Wall Street turned out to be wrong. Artificially low rates were supposed to be only a temporary move to get the economy moving again, not the new normal. And these bottom-of-the-barrel rates, while good for things like taking out a fixed-rate mortgage, may be doing more harm than good.
At least that’s one key observation by S&P Capital IQ, which in its 2016 Global Corporate Debt Demand report flagged lower rates worldwide as unhealthy.
Monetary-policy easing has helped increase financial risk, with growth in corporate borrowing far outpacing the global economy, the study said.
“Favorable financing conditions, such as abundant debt funding and low interest rates, have elevated prices for financial assets as investors searched for yield,” the study said. “This creates conditions for greater market volatility over the next few years due to lower secondary-market liquidity, with credit spreads for riskier credits and longer duration assets being most exposed.”

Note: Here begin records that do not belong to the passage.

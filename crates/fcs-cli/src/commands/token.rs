use crate::commands::render;
use crate::config::Config;
use anyhow::{Context, Result};
use clap::Args;
use tracing::{info, warn};

#[derive(Args, Debug)]
pub struct TokenCommand {
  /// Token lifetime in seconds (300, 900, 1800, 3600 or 86400)
  #[arg(short, long)]
  expiry: Option<u64>,
}

pub fn execute(cmd: TokenCommand, config: Config) -> Result<()> {
  let mut api_config = config.api_config.clone();
  if let Some(expiry) = cmd.expiry {
    api_config = api_config.with_token_expiry(expiry);
  }
  api_config.validate().context("Invalid token settings")?;

  if !api_config.has_documented_token_expiry() {
    warn!("Token expiry of {}s is not a documented value", api_config.token_expiry_secs);
  }

  let token = api_config.generate_token().context("Failed to sign token")?;
  info!("Generated token valid until {}", token.expiry);

  let value = serde_json::to_value(&token)?;
  println!("{}", render(&value, config.compact_output)?);
  Ok(())
}
//! # fcs-client
//!
//! A client for the FCS market-data REST API: forex, crypto and stock
//! quotes, history, profiles and technical indicators.
//!
//! ## Features
//!
//! - **Three auth methods**: access key, IP whitelist, or short-lived
//!   HMAC-SHA256 signed tokens
//! - **Async/Await**: Built on tokio and reqwest
//! - **One request path**: every endpoint goes through [`Transport::execute`],
//!   which applies authentication and normalizes failures
//! - **Configurable**: Environment-based configuration via fcs-core
//!
//! ## Usage
//!
//! ```rust,no_run
//! use fcs_client::{Config, FcsClient, MarketEndpoints};
//!
//! #[tokio::main]
//! async fn main() -> Result<(), Box<dyn std::error::Error>> {
//!     let config = Config::from_env()?;
//!     let client = FcsClient::new(config)?;
//!
//!     let latest = client.forex().latest("EUR/USD", None).await?;
//!     if latest.is_success() {
//!         println!("{:?}", latest.response_data());
//!     } else {
//!         eprintln!("API error: {}", latest.error().unwrap_or_default());
//!     }
//!
//!     Ok(())
//! }
//! ```
//!
//! ## Error Handling
//!
//! Requests return `Result<ApiResponse, fcs_core::Error>`:
//!
//! - `Ok` with `status: true`: the payload is in `response_data()`
//! - `Ok` with `status: false`: the server rejected the call (bad symbol,
//!   exhausted credits, ...), see `error()`
//! - `Err(Error::Request { .. })`: network failure, timeout or an
//!   unparseable body
//! - `Err(Error::AccessKey(..))`: the auth method needs a secret that is
//!   not configured
//!
//! The client also remembers the last response, readable through
//! [`FcsClient::is_success`], [`FcsClient::error`] and
//! [`FcsClient::response_data`].

#![warn(clippy::all)]

pub mod client;
pub mod endpoints;
pub mod query;
pub mod transport;

// Re-export the main client and common types
pub use client::FcsClient;
pub use fcs_core::{AuthMethod, Config, Error, Market, ParamValue, Params, Period, Result, SignedToken};
pub use fcs_models::*;
pub use query::{AdvancedQuery, HistoryQuery, ListFilter, TopMoversQuery};
pub use transport::Transport;

// Re-export endpoint modules for direct access if needed
pub use endpoints::{
  crypto::CryptoEndpoints, forex::ForexEndpoints, stock::StockEndpoints, EndpointBase,
  MarketEndpoints,
};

Nowadays, more companies fall into the highly leveraged bucket, defined as greater than a 5x debt-to-EBITDA multiple. China is a trouble spot as a heavy borrower.
This bleeds into the PE world in a number of ways. For GPs running credit funds, it could affect where they choose to invest and the prospects for the returns on their investments. Credit conditions will dictate interest rates on assets and the amount of risk associated with returns.
For LBO specialists, these macro trends may affect both the cost of putting leverage on a deal and the blend of loan types in the capital stacks of portfolio companies.
At last check, average debt multiples for U.S. leveraged buyouts fell to 5.29x EBITDA in the second quarter from 5.35x EBTIDA in the year-ago quarter, according to S&P Capital IQ data.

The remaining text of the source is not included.